Del ‘bigdata’ a la inteligencia artificial

Los ejemplos que hemos visto se apalancan en las herramientas que la ciencia de datos pone a nuestro alcance para resolver problemas de clasificación, comparación, predicción, optimización, recomendación o puntuación. Cuando contamos con un gran número de datos sobre el fenómeno que estamos estudiando, lo idóneo es que sea una máquina la que infiera los resultados, manejando vectores de muchas más dimensiones de las que una mente humana puede concebir. A esto se le llama aprendizaje automático o ‘machine learning’. Pero, ¿qué tiene que ver esto con la inteligencia artificial?

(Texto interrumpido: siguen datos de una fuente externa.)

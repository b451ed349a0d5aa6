//! Environment-driven client configuration.

use std::path::PathBuf;
use std::sync::Arc;

use reqwest::Url;

use crate::error::{ClientError, ClientResult};
use crate::identity::{FileStorage, SessionStorage};

pub const DEFAULT_API_URL: &str = "http://localhost:8080";
const SESSION_DIR: &str = ".recipebox";
const SESSION_FILE: &str = "session.json";

#[derive(Debug, Clone)]
pub struct ClientConfig {
    /// Origin (and optional path prefix) of the recipe service, no trailing slash.
    pub base_url: String,
    pub session_file: PathBuf,
    /// Render command output as JSON instead of tables.
    pub json_output: bool,
}

impl ClientConfig {
    pub fn new<S: AsRef<str>>(base_url: S, session_file: PathBuf) -> ClientResult<Self> {
        Ok(Self { base_url: normalize_base_url(base_url.as_ref())?, session_file, json_output: false })
    }

    /// Reads `RECIPEBOX_API_URL`, `RECIPEBOX_SESSION_FILE` and `RECIPEBOX_OUTPUT`.
    pub fn from_env() -> ClientResult<Self> {
        let base = std::env::var("RECIPEBOX_API_URL").unwrap_or_else(|_| DEFAULT_API_URL.to_string());
        let session_file = std::env::var("RECIPEBOX_SESSION_FILE")
            .ok()
            .filter(|s| !s.trim().is_empty())
            .map(PathBuf::from)
            .unwrap_or_else(default_session_file);
        let json_output = std::env::var("RECIPEBOX_OUTPUT").map(|v| v.eq_ignore_ascii_case("json")).unwrap_or(false);
        let mut cfg = Self::new(base, session_file)?;
        cfg.json_output = json_output;
        Ok(cfg)
    }

    pub fn storage(&self) -> Arc<dyn SessionStorage> {
        Arc::new(FileStorage::new(self.session_file.clone()))
    }

    pub fn http_client(&self) -> ClientResult<reqwest::Client> {
        reqwest::Client::builder()
            .user_agent(concat!("recipebox/", env!("CARGO_PKG_VERSION")))
            .build()
            .map_err(|e| ClientError::request(None, format!("http client: {}", e)))
    }
}

/// `$HOME/.recipebox/session.json`, or relative to the working directory when no home is set.
pub fn default_session_file() -> PathBuf {
    let home = std::env::var_os("HOME").or_else(|| std::env::var_os("USERPROFILE"));
    match home {
        Some(h) => PathBuf::from(h).join(SESSION_DIR).join(SESSION_FILE),
        None => PathBuf::from(SESSION_DIR).join(SESSION_FILE),
    }
}

/// A native client has no page origin to be relative to, so an empty base is rejected.
pub fn normalize_base_url(raw: &str) -> ClientResult<String> {
    let trimmed = raw.trim();
    if trimmed.is_empty() {
        return Err(ClientError::validation("RECIPEBOX_API_URL must be an absolute http(s) URL"));
    }
    let url = Url::parse(trimmed).map_err(|e| ClientError::validation(format!("invalid base URL '{}': {}", trimmed, e)))?;
    match url.scheme() {
        "http" | "https" => {}
        other => return Err(ClientError::validation(format!("unsupported URL scheme: {}", other))),
    }
    Ok(trimmed.trim_end_matches('/').to_string())
}

/// Base address plus an absolute API path.
pub fn join_url(base: &str, path: &str) -> String {
    if path.starts_with('/') {
        format!("{}{}", base, path)
    } else {
        format!("{}/{}", base, path)
    }
}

Desafortunadamente, el término inteligencia artificial todavía no describe algo muy concreto; mantiene el mismo halo de misterio desde la primera vez que fue acuñado en los años cincuenta y esto es debido al hecho de se refiere más bien a aspiraciones futuras: evoca cierta “consciencia” en las máquinas, lo que supone una mala interpretación del término, muy alejada de la realidad actual. ¿Por qué sucede esto? Porque una vez que la inteligencia artificial se aplica, cambia de nombre.

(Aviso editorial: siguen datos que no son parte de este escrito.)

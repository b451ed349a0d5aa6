//!
//! recipebox CLI binary
//! --------------------
//! Command-line tool and interactive interpreter for the recipe service.
//! The session survives between runs in the session file, so `login` once
//! and later invocations reuse the stored credential.

use std::env;
use std::path::PathBuf;

use anyhow::Result;
use tracing::info;
use tracing_subscriber::{fmt, EnvFilter};

use recipebox::cli::{self, commands::HELP, App};
use recipebox::config::{normalize_base_url, ClientConfig};

fn print_usage(program: &str) {
    eprintln!(
        "Usage:\n  {program} [--api <url>] [--session-file <path>] [--json] <command> [args]\n  {program} --repl [--api <url>] [--session-file <path>] [--json]\n\nFlags:\n  --api <url>              Recipe service base URL (env RECIPEBOX_API_URL, default http://localhost:8080)\n  --session-file <path>    Where the session is remembered (env RECIPEBOX_SESSION_FILE)\n  --json                   Print results as JSON (env RECIPEBOX_OUTPUT=json)\n  --repl                   Start interactive mode\n  -h, --help               Show this help\n\n{HELP}"
    );
}

fn main() -> Result<()> {
    // Logs go to stderr so command output stays clean
    let filter = EnvFilter::try_from_default_env()
        .or_else(|_| EnvFilter::try_new("warn"))?;
    fmt().with_env_filter(filter).with_writer(std::io::stderr).init();

    let mut args: Vec<String> = env::args().collect();
    let program = if args.is_empty() { "recipebox".to_string() } else { args.remove(0) };

    let mut cfg = ClientConfig::from_env()?;
    let mut repl = false;
    let mut rest: Vec<String> = Vec::new();
    let mut i = 0;
    while i < args.len() {
        match args[i].as_str() {
            "--api" => {
                if i + 1 >= args.len() { eprintln!("--api requires a URL"); print_usage(&program); std::process::exit(2); }
                cfg.base_url = normalize_base_url(&args[i + 1])?;
                i += 2;
            }
            "--session-file" => {
                if i + 1 >= args.len() { eprintln!("--session-file requires a path"); print_usage(&program); std::process::exit(2); }
                cfg.session_file = PathBuf::from(&args[i + 1]);
                i += 2;
            }
            "--json" => { cfg.json_output = true; i += 1; }
            "--repl" => { repl = true; i += 1; }
            "-h" | "--help" => { print_usage(&program); return Ok(()); }
            _ => {
                rest.extend_from_slice(&args[i..]);
                break;
            }
        }
    }

    info!(
        target: "recipebox",
        "recipebox starting: api='{}', session_file='{}', repl={}",
        cfg.base_url, cfg.session_file.display(), repl
    );

    let rt = tokio::runtime::Runtime::new()?;
    let app = App::from_config(&cfg)?;

    if repl {
        return cli::run_repl(&rt, &app);
    }
    if rest.is_empty() {
        print_usage(&program);
        std::process::exit(2);
    }
    let code = cli::run_once(&rt, &app, &rest);
    if code != 0 {
        std::process::exit(code);
    }
    Ok(())
}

Por ejemplo: procesamiento del lenguaje natural, optimización logística, motores de recomendación, ‘pricing’ dinámico, etc. Por tanto, la manera más precisa de definir la inteligencia artificial hoy en día sería “aquello que nos ayuda a resolver un problema de forma automática y masiva”: estamos ya asistidos por múltiples sistemas de inteligencia artificial, que adopta formas muy alejadas del estereotipo de robot antropomorfo y consciente, que conviene desmitificar.